Work instructions:
Collect all lines from the records below that include the word "ApplicationDefinition".
━━━━━ Supplied data ━━━━━
//! Application catalog: manifest-backed definitions plus the content factory for each app.

mod placeholders;

use std::{collections::BTreeSet, rc::Rc};

use desktop_app_contract::{AppContent, ApplicationId, ContentFactory};
use desktop_app_music::LofiPlayerContent;
use desktop_app_terminal::TerminalContent;
use serde::Deserialize;
use thiserror::Error;

use self::placeholders::SwapWidgetContent;

include!(concat!(env!("OUT_DIR"), "/app_catalog_generated.rs"));

#[derive(Debug, Error, Clone, PartialEq, Eq)]
/// Errors raised while assembling an [`AppCatalog`].
pub enum CatalogError {
    /// The generated catalog JSON could not be decoded.
    #[error("failed to decode app catalog: {0}")]
    Decode(String),
    /// An application id does not follow the dotted-namespace policy.
    #[error("{0}")]
    InvalidId(String),
    /// Two definitions share one application id.
    #[error("duplicate application id `{0}`")]
    DuplicateId(ApplicationId),
    /// A definition declares zero, negative, or non-finite base dimensions.
    #[error("application `{0}` must declare positive base dimensions")]
    InvalidBaseSize(ApplicationId),
    /// No content factory is registered for a manifest entry.
    #[error("no content registered for application `{0}`")]
    MissingContent(ApplicationId),
}

/// Read-only description of a launchable application.
#[derive(Debug, Clone)]
pub struct ApplicationDefinition {
    pub id: ApplicationId,
    pub title: String,
    pub icon_id: String,
    pub content: ContentFactory,
    pub base_width: f64,
    pub base_height: f64,
    pub fullscreen_capable: bool,
    pub show_in_dock: bool,
}

impl ApplicationDefinition {
    pub fn new(
        id: ApplicationId,
        title: impl Into<String>,
        content: ContentFactory,
        base_width: f64,
        base_height: f64,
    ) -> Self {
        Self {
            icon_id: id.as_str().rsplit('.').next().unwrap_or_default().to_string(),
            id,
            title: title.into(),
            content,
            base_width,
            base_height,
            fullscreen_capable: false,
            show_in_dock: true,
        }
    }

    pub fn create_content(&self) -> Rc<dyn AppContent> {
        (self.content)(self.id.clone())
    }
}

/// Desktop shortcut that opens an external page instead of a window.
#[derive(Debug, Clone, PartialEq, Eq, Deserialize)]
pub struct DesktopLink {
    pub name: String,
    pub icon_id: String,
    pub url: String,
}

#[derive(Debug, Clone, Deserialize)]
struct AppManifest {
    app_id: String,
    title: String,
    icon_id: String,
    base_width: f64,
    base_height: f64,
    fullscreen_capable: bool,
    show_in_dock: bool,
}

#[derive(Debug, Clone, Deserialize)]
struct CatalogManifest {
    apps: Vec<AppManifest>,
    links: Vec<DesktopLink>,
}

/// Ordered, validated set of application definitions supplied once at session start.
#[derive(Debug, Clone, Default)]
pub struct AppCatalog {
    apps: Vec<ApplicationDefinition>,
    links: Vec<DesktopLink>,
}

impl AppCatalog {
    /// Validates definitions: unique ids and positive, finite base dimensions.
    pub fn new(
        apps: Vec<ApplicationDefinition>,
        links: Vec<DesktopLink>,
    ) -> Result<Self, CatalogError> {
        let mut seen = BTreeSet::new();
        for app in &apps {
            if !seen.insert(app.id.clone()) {
                return Err(CatalogError::DuplicateId(app.id.clone()));
            }
            let valid = |v: f64| v.is_finite() && v > 0.0;
            if !valid(app.base_width) || !valid(app.base_height) {
                return Err(CatalogError::InvalidBaseSize(app.id.clone()));
            }
        }
        Ok(Self { apps, links })
    }

    /// Catalog generated from `app_catalog.toml` at build time.
    pub fn builtin() -> Result<Self, CatalogError> {
        let manifest: CatalogManifest = serde_json::from_str(APP_CATALOG_JSON)
            .map_err(|err| CatalogError::Decode(err.to_string()))?;

        let mut apps = Vec::with_capacity(manifest.apps.len());
        for entry in manifest.apps {
            let id = ApplicationId::new(entry.app_id).map_err(CatalogError::InvalidId)?;
            let content =
                builtin_content(&id).ok_or_else(|| CatalogError::MissingContent(id.clone()))?;
            apps.push(ApplicationDefinition {
                id,
                title: entry.title,
                icon_id: entry.icon_id,
                content,
                base_width: entry.base_width,
                base_height: entry.base_height,
                fullscreen_capable: entry.fullscreen_capable,
                show_in_dock: entry.show_in_dock,
            });
        }

        Self::new(apps, manifest.links)
    }

    pub fn apps(&self) -> &[ApplicationDefinition] {
        &self.apps
    }

    pub fn dock_apps(&self) -> impl Iterator<Item = &ApplicationDefinition> {
        self.apps.iter().filter(|app| app.show_in_dock)
    }

    pub fn links(&self) -> &[DesktopLink] {
        &self.links
    }

    pub fn definition(&self, app_id: &ApplicationId) -> Option<&ApplicationDefinition> {
        self.apps.iter().find(|app| &app.id == app_id)
    }
}

fn builtin_content(app_id: &ApplicationId) -> Option<ContentFactory> {
    let factory: ContentFactory = match app_id.as_str() {
        "system.terminal" => TerminalContent::create,
        "system.music" => LofiPlayerContent::create,
        "system.browser" => SwapWidgetContent::create,
        "system.finder" => placeholders::finder_content,
        "system.settings" => placeholders::settings_content,
        _ => return None,
    };
    Some(factory)
}

/// Label used by icon-less renderers for an icon id.
pub fn icon_glyph(icon_id: &str) -> &'static str {
    match icon_id {
        "finder" => "\u{1F4C1}",
        "browser" => "\u{1F310}",
        "terminal" => "\u{2328}",
        "settings" => "\u{2699}",
        "music" => "\u{266B}",
        "x" => "\u{1D54F}",
        "telegram" => "\u{2708}",
        "chart" => "\u{1F4C8}",
        _ => "\u{25A1}",
    }
}

#[cfg(test)]
mod tests {
    use pretty_assertions::assert_eq;

    use super::placeholders::PlaceholderContent;
    use super::*;

    fn placeholder(id: ApplicationId) -> Rc<dyn AppContent> {
        Rc::new(PlaceholderContent::new(id, "test"))
    }

    #[test]
    fn builtin_catalog_lists_dock_apps_in_manifest_order() {
        let catalog = AppCatalog::builtin().expect("builtin catalog");
        let ids: Vec<&str> = catalog.dock_apps().map(|app| app.id.as_str()).collect();
        assert_eq!(
            ids,
            vec![
                "system.finder",
                "system.browser",
                "system.terminal",
                "system.settings",
                "system.music",
            ]
        );

        let browser = catalog
            .definition(&ApplicationId::trusted("system.browser"))
            .expect("browser definition");
        assert!(browser.fullscreen_capable);
        let terminal = catalog
            .definition(&ApplicationId::trusted("system.terminal"))
            .expect("terminal definition");
        assert!(!terminal.fullscreen_capable);
        assert_eq!((terminal.base_width, terminal.base_height), (600.0, 400.0));
        let links: Vec<(&str, &str)> = catalog
            .links()
            .iter()
            .map(|link| (link.name.as_str(), link.url.as_str()))
            .collect();
        assert_eq!(
            links,
            vec![
                ("X", "https://x.com/babywen_CTO"),
                ("Telegram", "https://t.me/babywenportal"),
                ("DexScreener", "https://dexscreener.com"),
            ]
        );
    }

    #[test]
    fn every_builtin_icon_has_a_glyph() {
        let catalog = AppCatalog::builtin().expect("builtin catalog");
        let fallback = icon_glyph("");
        for icon_id in catalog
            .apps()
            .iter()
            .map(|app| app.icon_id.as_str())
            .chain(catalog.links().iter().map(|link| link.icon_id.as_str()))
        {
            assert_ne!(icon_glyph(icon_id), fallback, "no glyph for `{icon_id}`");
        }
    }

    #[test]
    fn builtin_content_is_created_per_window() {
        let catalog = AppCatalog::builtin().expect("builtin catalog");
        let terminal = catalog
            .definition(&ApplicationId::trusted("system.terminal"))
            .expect("terminal definition");
        let first = terminal.create_content();
        let second = terminal.create_content();
        assert!(!Rc::ptr_eq(&first, &second));
        assert_eq!(first.application_id(), &terminal.id);
    }

    #[test]
    fn duplicate_ids_are_rejected() {
        let id = ApplicationId::trusted("test.app");
        let err = AppCatalog::new(
            vec![
                ApplicationDefinition::new(id.clone(), "One", placeholder, 100.0, 100.0),
                ApplicationDefinition::new(id.clone(), "Two", placeholder, 100.0, 100.0),
            ],
            Vec::new(),
        )
        .expect_err("duplicate id");
        assert_eq!(err, CatalogError::DuplicateId(id));
    }

    #[test]
    fn non_positive_base_size_is_rejected() {
        let id = ApplicationId::trusted("test.flat");
        let err = AppCatalog::new(
            vec![ApplicationDefinition::new(id.clone(), "Flat", placeholder, 100.0, 0.0)],
            Vec::new(),
        )
        .expect_err("zero height");
        assert_eq!(err, CatalogError::InvalidBaseSize(id));
    }
}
━━━━━
Response to the task:
pub struct ApplicationDefinition {
impl ApplicationDefinition {
    apps: Vec<ApplicationDefinition>,
        apps: Vec<ApplicationDefinition>,
            apps.push(ApplicationDefinition {
    pub fn apps(&self) -> &[ApplicationDefinition] {
    pub fn dock_apps(&self) -> impl Iterator<Item = &ApplicationDefinition> {
    pub fn definition(&self, app_id: &ApplicationId) -> Option<&ApplicationDefinition> {
                ApplicationDefinition::new(id.clone(), "One", placeholder, 100.0, 100.0),
                ApplicationDefinition::new(id.clone(), "Two", placeholder, 100.0, 100.0),
            vec![ApplicationDefinition::new(id.clone(), "Flat", placeholder, 100.0, 0.0)],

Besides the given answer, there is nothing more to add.